Kelly the Culinarian: Cooking with Kelly: Crock Pot Vegetarian Chili Recipe

Wednesday, February 1, 2012

Cooking with Kelly: Crock Pot Vegetarian Chili Recipe

I'm a sometimes vegetarian. I've joked that if it wasn't for Taco Bell, I might not ever eat meat. That's an exaggeration, but not by much.

To accommodate everyone's eating styles at last night's crafters get together, I made vegetarian chili. Between the spices in the chili powder and the kick from the jalapenos, it certainly packed a punch. Thanks to three bean types, no one really missed the meat, either. I'm almost positive this is actually vegan, but I don't want to go out on a ledge there, just in case.

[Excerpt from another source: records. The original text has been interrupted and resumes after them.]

//! Backend liveness probe.

use chromiumoxide::browser::BrowserConfig;

/// Whether the browsing backend can currently be initialized.
///
/// Resolves the chromium executable without launching it, so the probe
/// is cheap enough for a health-check endpoint to call on every
/// request.
#[must_use]
pub fn backend_available() -> bool {
    BrowserConfig::builder().no_sandbox().build().is_ok()
}

#[cfg(test)]
mod tests {
    use super::*;

    #[test]
    fn test_probe_does_not_panic() {
        // Whether Chrome is installed varies by machine; the probe must
        // answer either way without panicking.
        let _ = backend_available();
    }
}
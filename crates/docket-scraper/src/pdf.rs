//! Order PDF retrieval.
//!
//! Order documents are plain HTTP downloads; no browser session is
//! needed once the parser has absolutized their URLs.

use crate::error::{Result, SearchError};

/// Fetch an order PDF by its absolute URL.
///
/// The URL must be http(s) and the response must actually be a PDF;
/// portals serve HTML error pages with a 200 status often enough that
/// the content type has to be checked.
///
/// # Errors
/// Returns `SearchError::Validation` for a malformed or non-http URL,
/// `SearchError::SiteUnreachable` for network or status failures, and
/// `SearchError::Parse` when the response is not a PDF.
pub async fn fetch_order_pdf(url: &str) -> Result<Vec<u8>> {
    let parsed = url::Url::parse(url)
        .map_err(|e| SearchError::Validation(format!("invalid order URL: {e}")))?;
    if !matches!(parsed.scheme(), "http" | "https") {
        return Err(SearchError::Validation(format!(
            "unsupported URL scheme '{}'",
            parsed.scheme()
        )));
    }

    let response = reqwest::get(parsed.clone())
        .await
        .map_err(|e| SearchError::SiteUnreachable(format!("order download failed: {e}")))?;

    let status = response.status();
    if !status.is_success() {
        return Err(SearchError::SiteUnreachable(format!(
            "order download returned status {status}"
        )));
    }

    let content_type = response
        .headers()
        .get(reqwest::header::CONTENT_TYPE)
        .and_then(|v| v.to_str().ok())
        .unwrap_or("")
        .to_lowercase();
    if !content_type.contains("pdf") && !content_type.contains("octet-stream") {
        return Err(SearchError::Parse(format!(
            "order URL served '{content_type}' instead of a PDF"
        )));
    }

    let bytes = response
        .bytes()
        .await
        .map_err(|e| SearchError::SiteUnreachable(format!("order body read failed: {e}")))?;

    tracing::debug!(url = %parsed, bytes = bytes.len(), "fetched order document");
    Ok(bytes.to_vec())
}
//! Docket Core - shared foundation for the case search engine.
//!
//! Provides the validated natural-key and record types, the central
//! error type, TOML configuration with environment overrides, and the
//! case-type catalog. Higher-level crates (`docket-browser`,
//! `docket-db`, `docket-scraper`) build on these without depending on
//! each other's internals.

#![warn(missing_docs)]
#![warn(clippy::all)]
#![warn(clippy::pedantic)]
#![allow(clippy::module_name_repetitions)]
#![allow(clippy::missing_errors_doc)]

pub mod case_types;
pub mod config;
pub mod error;
pub mod types;

// Re-export commonly used types
pub use config::{AppConfig, BrowserSettings, SearchSettings, StorageSettings};
pub use error::{ConfigError, ConfigResult, DocketError, Result};
pub use types::{CaseKey, CaseRecord, OrderEntry, SearchFailure, SearchRequest};
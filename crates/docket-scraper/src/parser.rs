//! Result page parsing: raw portal HTML into a normalized case record.
//!
//! The portal's markup drifts, so every field is extracted through an
//! ordered list of strategies tried until one yields text. A missing
//! field is `None`, never an error; only a page that matches no
//! recognized shape at all (maintenance notice, empty result, no
//! tables) fails the parse.

use crate::error::{Result, SearchError};
use chrono::{Datelike, NaiveDate};
use docket_core::{CaseKey, CaseRecord, OrderEntry};
use regex::Regex;
use scraper::{ElementRef, Html, Selector};
use std::sync::OnceLock;

/// Page-text fragments meaning the portal itself is down.
const UNAVAILABLE_MARKERS: &[&str] = &[
    "under maintenance",
    "service unavailable",
    "temporarily unavailable",
    "an error occurred",
];

/// Page-text fragments meaning the lookup matched nothing.
const NO_RECORD_MARKERS: &[&str] = &["no record found", "no data found", "record not found"];

/// Column-header keywords identifying an orders/judgments table.
const ORDER_TABLE_KEYWORDS: &[&str] = &["order", "judgment", "date"];

/// One way of locating a field's value in the document.
enum Strategy {
    /// Two-cell table row whose label cell contains any keyword
    LabelledCell(&'static [&'static str]),
    /// Direct CSS selector
    Css(&'static str),
}

fn date_regex() -> &'static Regex {
    static RE: OnceLock<Regex> = OnceLock::new();
    RE.get_or_init(|| {
        Regex::new(r"\d{1,4}[-/.]\d{1,2}[-/.]\d{2,4}").expect("valid regex")
    })
}

/// Parse a date in any of the formats the portal has been seen to use.
/// Unrecognized text yields `None`.
fn parse_lenient_date(text: &str) -> Option<NaiveDate> {
    const FORMATS: &[&str] = &["%d-%m-%Y", "%d/%m/%Y", "%d.%m.%Y", "%Y-%m-%d", "%d-%m-%y", "%d/%m/%y"];

    let candidate = date_regex().find(text)?.as_str();
    FORMATS.iter().find_map(|fmt| {
        NaiveDate::parse_from_str(candidate, fmt)
            .ok()
            // %Y happily accepts "23" as year 23; let the %y fallback
            // handle two-digit years instead.
            .filter(|d| d.year() >= 1900)
    })
}

fn collapse_whitespace(text: &str) -> String {
    text.split_whitespace().collect::<Vec<_>>().join(" ")
}

fn element_text(el: &ElementRef) -> String {
    collapse_whitespace(&el.text().collect::<String>())
}

/// Turns result pages into [`CaseRecord`]s.
pub struct ResultParser {
    base_url: String,
}

impl ResultParser {
    /// Create a parser; `base_url` anchors relative PDF links.
    pub fn new(base_url: impl Into<String>) -> Self {
        Self {
            base_url: base_url.into(),
        }
    }

    /// Parse a result page for the case identified by `key`.
    ///
    /// # Errors
    /// Returns `SearchError::Parse` if the page is a maintenance or
    /// error notice, reports no matching record, or contains no
    /// recognizable case markup.
    pub fn parse(&self, html: &str, key: &CaseKey) -> Result<CaseRecord> {
        let document = Html::parse_document(html);
        let page_text = element_text(&document.root_element()).to_lowercase();

        if UNAVAILABLE_MARKERS.iter().any(|m| page_text.contains(m)) {
            return Err(SearchError::Parse(
                "portal returned a maintenance or error page".to_string(),
            ));
        }
        if NO_RECORD_MARKERS.iter().any(|m| page_text.contains(m)) {
            return Err(SearchError::Parse(format!(
                "portal reports no record for {key}"
            )));
        }

        let labelled = collect_labelled_cells(&document);
        if labelled.is_empty() && !page_text.contains("vs") {
            return Err(SearchError::Parse(
                "page contains no recognizable case markup".to_string(),
            ));
        }

        let mut record = CaseRecord::new(key.clone());
        record.title = self.extract(
            &document,
            &labelled,
            &[
                Strategy::Css(".case-title"),
                Strategy::Css("h2"),
                Strategy::LabelledCell(&["title", "party", "parties"]),
            ],
        );
        record.petitioner = self.extract(
            &document,
            &labelled,
            &[
                Strategy::LabelledCell(&["petitioner", "appellant", "plaintiff"]),
                Strategy::Css(".petitioner"),
            ],
        );
        record.respondent = self.extract(
            &document,
            &labelled,
            &[
                Strategy::LabelledCell(&["respondent", "defendant"]),
                Strategy::Css(".respondent"),
            ],
        );
        record.filing_date = self
            .extract(
                &document,
                &labelled,
                &[Strategy::LabelledCell(&["filing", "registration"])],
            )
            .as_deref()
            .and_then(parse_lenient_date);
        record.next_hearing_date = self
            .extract(
                &document,
                &labelled,
                &[Strategy::LabelledCell(&["next date", "next hearing", "listing date"])],
            )
            .as_deref()
            .and_then(parse_lenient_date);
        record.status = self.extract(
            &document,
            &labelled,
            &[
                Strategy::LabelledCell(&["status", "stage"]),
                Strategy::Css(".case-status"),
            ],
        );
        record.bench = self.extract(
            &document,
            &labelled,
            &[Strategy::LabelledCell(&["bench", "coram", "court no", "before"])],
        );
        record.orders = self.extract_orders(&document);

        tracing::debug!(
            case = %key,
            orders = record.orders.len(),
            "parsed result page"
        );
        Ok(record)
    }

    fn extract(
        &self,
        document: &Html,
        labelled: &[(String, String)],
        strategies: &[Strategy],
    ) -> Option<String> {
        for strategy in strategies {
            let value = match strategy {
                Strategy::LabelledCell(keywords) => labelled
                    .iter()
                    .find(|(label, value)| {
                        !value.is_empty() && keywords.iter().any(|k| label.contains(k))
                    })
                    .map(|(_, value)| value.clone()),
                Strategy::Css(css) => Selector::parse(css)
                    .ok()
                    .and_then(|sel| document.select(&sel).next())
                    .map(|el| element_text(&el))
                    .filter(|text| !text.is_empty()),
            };
            if value.is_some() {
                return value;
            }
        }
        None
    }

    fn extract_orders(&self, document: &Html) -> Vec<OrderEntry> {
        let Ok(table_sel) = Selector::parse("table") else {
            return Vec::new();
        };
        let Ok(row_sel) = Selector::parse("tr") else {
            return Vec::new();
        };
        let Ok(cell_sel) = Selector::parse("td") else {
            return Vec::new();
        };
        let Ok(link_sel) = Selector::parse("a[href]") else {
            return Vec::new();
        };

        let mut orders = Vec::new();
        for table in document.select(&table_sel) {
            if !is_orders_table(&table) {
                continue;
            }
            for row in table.select(&row_sel) {
                let cells: Vec<ElementRef> = row.select(&cell_sel).collect();
                if cells.is_empty() {
                    continue; // header row (th only)
                }

                let description = collapse_whitespace(
                    &cells
                        .iter()
                        .map(element_text)
                        .collect::<Vec<_>>()
                        .join(" "),
                );
                let order_date = cells
                    .iter()
                    .find_map(|cell| parse_lenient_date(&element_text(cell)));
                let pdf_url = row
                    .select(&link_sel)
                    .filter_map(|a| a.value().attr("href"))
                    .find(|href| {
                        let lowered = href.to_lowercase();
                        lowered.contains(".pdf") || lowered.contains("download")
                    })
                    .map(|href| self.absolutize(href));

                // A row with neither a date nor a document is page
                // furniture, not an order.
                if order_date.is_none() && pdf_url.is_none() {
                    continue;
                }
                orders.push(OrderEntry {
                    order_date,
                    description,
                    pdf_url,
                });
            }
        }
        orders
    }

    fn absolutize(&self, href: &str) -> String {
        if href.starts_with("http") {
            return href.to_string();
        }
        match url::Url::parse(&self.base_url).and_then(|base| base.join(href)) {
            Ok(joined) => joined.to_string(),
            Err(_) => format!("{}{}", self.base_url.trim_end_matches('/'), href),
        }
    }
}

fn collect_labelled_cells(document: &Html) -> Vec<(String, String)> {
    let (Ok(row_sel), Ok(cell_sel)) = (Selector::parse("tr"), Selector::parse("td, th")) else {
        return Vec::new();
    };

    let mut pairs = Vec::new();
    for row in document.select(&row_sel) {
        let cells: Vec<ElementRef> = row.select(&cell_sel).collect();
        if cells.len() >= 2 {
            let label = element_text(&cells[0]).to_lowercase();
            let value = element_text(&cells[1]);
            if !label.is_empty() {
                pairs.push((label, value));
            }
        }
    }
    pairs
}

fn is_orders_table(table: &ElementRef) -> bool {
    let Ok(header_sel) = Selector::parse("th") else {
        return false;
    };
    let headers: Vec<String> = table
        .select(&header_sel)
        .map(|th| element_text(&th).to_lowercase())
        .collect();
    if headers.is_empty() {
        return false;
    }
    let matched = ORDER_TABLE_KEYWORDS
        .iter()
        .filter(|k| headers.iter().any(|h| h.contains(**k)))
        .count();
    matched >= 2
}

#[cfg(test)]
mod tests {
    use super::*;

    fn key() -> CaseKey {
        CaseKey::new("W.P.(C)", "1234", 2023).expect("valid key")
    }

    fn parser() -> ResultParser {
        ResultParser::new("https://court.test/app/")
    }

    const RESULT_PAGE: &str = r#"
        <html><body>
        <h2 class="case-title">X vs Y</h2>
        <table>
            <tr><td>Petitioner</td><td>X</td></tr>
            <tr><td>Respondent</td><td>Y</td></tr>
            <tr><td>Date of Filing</td><td>15-01-2023</td></tr>
            <tr><td>Next Date</td><td>01/09/2023</td></tr>
            <tr><td>Status</td><td>Pending</td></tr>
            <tr><td>Coram</td><td>Hon'ble Justice A</td></tr>
        </table>
        <table>
            <tr><th>S.No.</th><th>Order Date</th><th>Order</th></tr>
            <tr><td>1</td><td>01-05-2023</td>
                <td><a href="/orders/1234_2023.pdf">Order disposing application</a></td></tr>
            <tr><td>2</td><td>20-03-2023</td><td>Interim order</td></tr>
        </table>
        </body></html>
    "#;

    #[test]
    fn test_parse_full_result_page() {
        let record = parser().parse(RESULT_PAGE, &key()).expect("parse");

        assert_eq!(record.title.as_deref(), Some("X vs Y"));
        assert_eq!(record.petitioner.as_deref(), Some("X"));
        assert_eq!(record.respondent.as_deref(), Some("Y"));
        assert_eq!(record.filing_date, NaiveDate::from_ymd_opt(2023, 1, 15));
        assert_eq!(
            record.next_hearing_date,
            NaiveDate::from_ymd_opt(2023, 9, 1)
        );
        assert_eq!(record.status.as_deref(), Some("Pending"));
        assert_eq!(record.bench.as_deref(), Some("Hon'ble Justice A"));

        assert_eq!(record.orders.len(), 2);
        assert_eq!(
            record.orders[0].order_date,
            NaiveDate::from_ymd_opt(2023, 5, 1)
        );
        assert_eq!(
            record.orders[0].pdf_url.as_deref(),
            Some("https://court.test/orders/1234_2023.pdf")
        );
        assert_eq!(record.orders[1].pdf_url, None);
    }

    #[test]
    fn test_missing_fields_are_none() {
        let html = r#"
            <table>
                <tr><td>Petitioner</td><td>X</td></tr>
                <tr><td>Status</td><td>Disposed</td></tr>
            </table>
        "#;
        let record = parser().parse(html, &key()).expect("parse");
        assert_eq!(record.petitioner.as_deref(), Some("X"));
        assert!(record.respondent.is_none());
        assert!(record.filing_date.is_none());
        assert!(record.next_hearing_date.is_none());
        assert!(record.orders.is_empty());
    }

    #[test]
    fn test_unparseable_date_becomes_none() {
        let html = r#"
            <table>
                <tr><td>Petitioner</td><td>X</td></tr>
                <tr><td>Date of Filing</td><td>to be notified</td></tr>
            </table>
        "#;
        let record = parser().parse(html, &key()).expect("parse");
        assert!(record.filing_date.is_none());
    }

    #[test]
    fn test_maintenance_page_is_parse_error() {
        let html = "<html><body><p>The site is under maintenance.</p></body></html>";
        let result = parser().parse(html, &key());
        assert!(matches!(result, Err(SearchError::Parse(_))));
    }

    #[test]
    fn test_no_record_found_is_parse_error() {
        let html = "<html><body><table><tr><td>No record found</td><td></td></tr></table></body></html>";
        let err = parser().parse(html, &key()).expect_err("should fail");
        assert_eq!(err.kind(), "parse_error");
        assert!(err.to_string().contains("W.P.(C) 1234/2023"));
    }

    #[test]
    fn test_unrecognizable_page_is_parse_error() {
        let html = "<html><body><p>Welcome</p></body></html>";
        let result = parser().parse(html, &key());
        assert!(matches!(result, Err(SearchError::Parse(_))));
    }

    #[test]
    fn test_absolute_pdf_url_untouched() {
        let html = r#"
            <table><tr><td>Petitioner</td><td>X</td></tr></table>
            <table>
                <tr><th>Order Date</th><th>Order</th></tr>
                <tr><td>01-05-2023</td>
                    <td><a href="https://cdn.court.test/o/1.pdf">Order</a></td></tr>
            </table>
        "#;
        let record = parser().parse(html, &key()).expect("parse");
        assert_eq!(
            record.orders[0].pdf_url.as_deref(),
            Some("https://cdn.court.test/o/1.pdf")
        );
    }

    #[test]
    fn test_non_order_tables_ignored() {
        let html = r#"
            <table>
                <tr><td>Petitioner</td><td>X</td></tr>
                <tr><td>Respondent</td><td>Y</td></tr>
            </table>
        "#;
        let record = parser().parse(html, &key()).expect("parse");
        assert!(record.orders.is_empty());
    }

    #[test]
    fn test_lenient_date_formats() {
        assert_eq!(
            parse_lenient_date("01-05-2023"),
            NaiveDate::from_ymd_opt(2023, 5, 1)
        );
        assert_eq!(
            parse_lenient_date("listed on 01/05/2023 before court"),
            NaiveDate::from_ymd_opt(2023, 5, 1)
        );
        assert_eq!(
            parse_lenient_date("2023-05-01"),
            NaiveDate::from_ymd_opt(2023, 5, 1)
        );
        assert_eq!(
            parse_lenient_date("01.05.2023"),
            NaiveDate::from_ymd_opt(2023, 5, 1)
        );
        assert_eq!(
            parse_lenient_date("01-05-23"),
            NaiveDate::from_ymd_opt(2023, 5, 1)
        );
        assert_eq!(parse_lenient_date("not a date"), None);
    }
}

Crock Pot Vegetarian Chili
1 green bell pepper, diced
1 red bell pepper, diced
1 onion, peeled and diced
1 carrot, peeled and diced
1 zucchini, diced
2 stalks celery, diced
1 can diced tomatoes, drained
1 can diced tomatoes with jalapenos, drained
1 large can pinto beans
1 can black beans
1 can light kidney beans
1 can tomato sauce
1/2 envelope chili seasoning
1/2 tablespoon cumin

Combine all ingredients in the slow cooker, then stir to combine. Cook on low for six hours, then serve with desired toppings. I served this with baked potatoes (which also cooked in the crock pot for eight hours on low), cornbread, diced onions, cheddar cheese and sour cream.

Our finished letters look awesome. If you'd like a tutorial for the evening's craft, check out Kim's blog.

1 comment:

Becca said...

Ringing in the New Year 2013 consisted of making your (not so) vegetarian chili. I followed your yummy recipe, except I added ground turkey for the carnivore in me.